Weil Cimicifuga allenfalls langfristig eingenommen wird, ist von Bedeutung, dass bisher keine kontrollierte Studie länger als 6 Monate gedauert hat.

In mehreren Fällen von schwerer Hepatotoxizität wurde in Australien ein Zusammenhang mit Cimicifuga vermutet. Besonders in einem Fall erscheint Cimicifuga als auslösender Faktor wahrscheinlich, da die Frau das Mittel erst seit einer Woche und daneben keine anderen Medikamente eingenommen hatte.10 Ein einzelner Fallbericht existiert auch zu einem zerebralen Krampfanfall unter Cimicifuga und anderen Phytotherapeutika. (2)

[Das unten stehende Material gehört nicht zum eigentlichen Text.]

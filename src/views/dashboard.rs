use super::layout::{self, Nav};
use super::{escape_html, format_date, Toast};
use crate::models::employee::Employee;
use crate::models::filter::EmployeeFilter;

fn with_query(base: &str, query: &str) -> String {
    if query.is_empty() {
        base.to_string()
    } else {
        format!("{}?{}", base, query)
    }
}

fn summary_cards(all: &[Employee]) -> String {
    let total = all.len();
    let active = all.iter().filter(|e| e.is_active).count();
    let inactive = total - active;
    format!(
        "<div class=\"cards\">\
<div class=\"card\"><p class=\"metric-label\">Total Employees</p><p class=\"metric-value\">{total}</p></div>\
<div class=\"card\"><p class=\"metric-label\">Active Employees</p><p class=\"metric-value\">{active}</p></div>\
<div class=\"card\"><p class=\"metric-label\">Inactive Employees</p><p class=\"metric-value\">{inactive}</p></div>\
</div>"
    )
}

fn filter_bar(filter: &EmployeeFilter) -> String {
    let gender_options = ["All", "Male", "Female"];
    let status_options = ["All", "Active", "Inactive"];
    let gender_select: String = gender_options
        .iter()
        .map(|value| {
            let selected = if *value == filter.gender_label() { " selected" } else { "" };
            let label = if *value == "All" { "All Genders" } else { value };
            format!("<option value=\"{value}\"{selected}>{label}</option>")
        })
        .collect();
    let status_select: String = status_options
        .iter()
        .map(|value| {
            let selected = if *value == filter.status_label() { " selected" } else { "" };
            let label = if *value == "All" { "All Status" } else { value };
            format!("<option value=\"{value}\"{selected}>{label}</option>")
        })
        .collect();
    format!(
        "<form method=\"get\" action=\"/dashboard\" class=\"filters\">\
<div><label for=\"search\">Search by Name</label>\
<input type=\"text\" id=\"search\" name=\"search\" value=\"{search}\" placeholder=\"Search employees...\"></div>\
<div><label for=\"genderFilter\">Filter by Gender</label>\
<select id=\"genderFilter\" name=\"gender\" onchange=\"this.form.submit()\">{gender_select}</select></div>\
<div><label for=\"statusFilter\">Filter by Status</label>\
<select id=\"statusFilter\" name=\"status\" onchange=\"this.form.submit()\">{status_select}</select></div>\
</form>",
        search = escape_html(&filter.search),
    )
}

fn table_row(employee: &Employee, filter: &EmployeeFilter) -> String {
    let status_class = if employee.is_active {
        "status-btn status-active"
    } else {
        "status-btn status-inactive"
    };
    let hidden_filters = format!(
        "<input type=\"hidden\" name=\"search\" value=\"{}\">\
<input type=\"hidden\" name=\"gender\" value=\"{}\">\
<input type=\"hidden\" name=\"status\" value=\"{}\">",
        escape_html(&filter.search),
        filter.gender_label(),
        filter.status_label(),
    );
    format!(
        "<tr>\
<td><div class=\"emp-cell\">\
<img class=\"avatar\" src=\"{image}\" alt=\"{name}\">\
<div><div class=\"emp-name\">{name}</div><div class=\"emp-id\">{id}</div></div>\
</div></td>\
<td>{gender}</td>\
<td>{dob}</td>\
<td>{state}</td>\
<td><form method=\"post\" action=\"/dashboard/toggle/{id}\">{hidden_filters}\
<button type=\"submit\" class=\"{status_class}\" title=\"Toggle Status\">{status}</button></form></td>\
<td><div class=\"row-actions\">\
<a href=\"/dashboard/edit/{id}\" title=\"Edit Employee\">Edit</a>\
<a class=\"link-danger\" href=\"{delete_href}\" title=\"Delete Employee\">Delete</a>\
<a href=\"/dashboard/print/{id}\" target=\"_blank\" title=\"Print Employee\">Print</a>\
</div></td>\
</tr>",
        image = escape_html(&employee.profile_image),
        name = escape_html(&employee.full_name),
        id = escape_html(&employee.id),
        gender = employee.gender,
        dob = format_date(employee.dob),
        state = escape_html(&employee.state),
        status = employee.status_label(),
        delete_href = with_query(
            &format!("/dashboard/delete/{}", employee.id),
            &filter.query_string()
        ),
    )
}

fn employee_table(all: &[Employee], visible: &[&Employee], filter: &EmployeeFilter) -> String {
    if visible.is_empty() {
        let (hint, action) = if all.is_empty() {
            (
                "Get started by adding your first employee.",
                "<a class=\"btn btn-primary\" href=\"/dashboard/add\">Add Employee</a>",
            )
        } else {
            ("Try adjusting your search or filter criteria.", "")
        };
        return format!(
            "<div class=\"empty-state\"><h3>No employees found</h3><p>{hint}</p>{action}</div>"
        );
    }
    let rows: String = visible.iter().map(|e| table_row(e, filter)).collect();
    format!(
        "<table>\
<thead><tr><th>Employee</th><th>Gender</th><th>Date of Birth</th><th>State</th><th>Status</th><th>Actions</th></tr></thead>\
<tbody>{rows}</tbody>\
</table>"
    )
}

pub fn dashboard_page(
    all: &[Employee],
    visible: &[&Employee],
    filter: &EmployeeFilter,
    toast: Option<&Toast>,
) -> String {
    let query = filter.query_string();
    let content = format!(
        "{cards}\
<div class=\"panel\">\
<div class=\"panel-head\">\
<h2>Employee Management</h2>\
<div class=\"head-actions\">\
<a class=\"btn btn-outline\" href=\"{print_href}\" target=\"_blank\">Print Employees</a>\
<a class=\"btn btn-primary\" href=\"/dashboard/add\">Add Employee</a>\
</div>\
</div>\
{filters}\
{table}\
</div>",
        cards = summary_cards(all),
        print_href = with_query("/dashboard/print", &query),
        filters = filter_bar(filter),
        table = employee_table(all, visible, filter),
    );
    layout::app_page("Dashboard - Employee Management", Nav::Dashboard, toast, &content)
}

Zur Behandlung während der Schwangerschaft und Stillzeit fehlen Untersuchungen. Möglicherweise können Cimicifuga- Präparate Wehen induzieren, weshalb von der Anwendung in der Schwangerschaft abgeraten wird.(2)

Interaktionen

Es sind bisher keine pharmakokinetischen Interaktionen von Cimicifuga-Präparaten bekannt. Im Zellkultur-Versuch wurde die hemmende Wirkung von Tamoxifen auf bestimmte Brustkrebszell-Linien durch Cimicifuga-Extrakte verstärkt. Die klinische Bedeutung dieser Beobachtung ist nicht bekannt. (2)

Dosierung, Verabreichung, Kosten

In der Schweiz sind zwei unterschiedliche Cimicifuga-Präparate kassenzulässig. Das in Cimifemin® enthaltene Extrakt entspricht «20 mg Wurzelstock» pro Tablette; von diesem Präparat soll täglich zweimal 1 Tablette eingenommen werden. Climavita®/Maxifem®-Filmtabletten enthalten 6,5 mg Extrakt aus dem Wurzelstock, entsprechend «40 mg der pflanzlichen Droge». Von diesem Präparat soll täglich 1 Tablette genommen werden.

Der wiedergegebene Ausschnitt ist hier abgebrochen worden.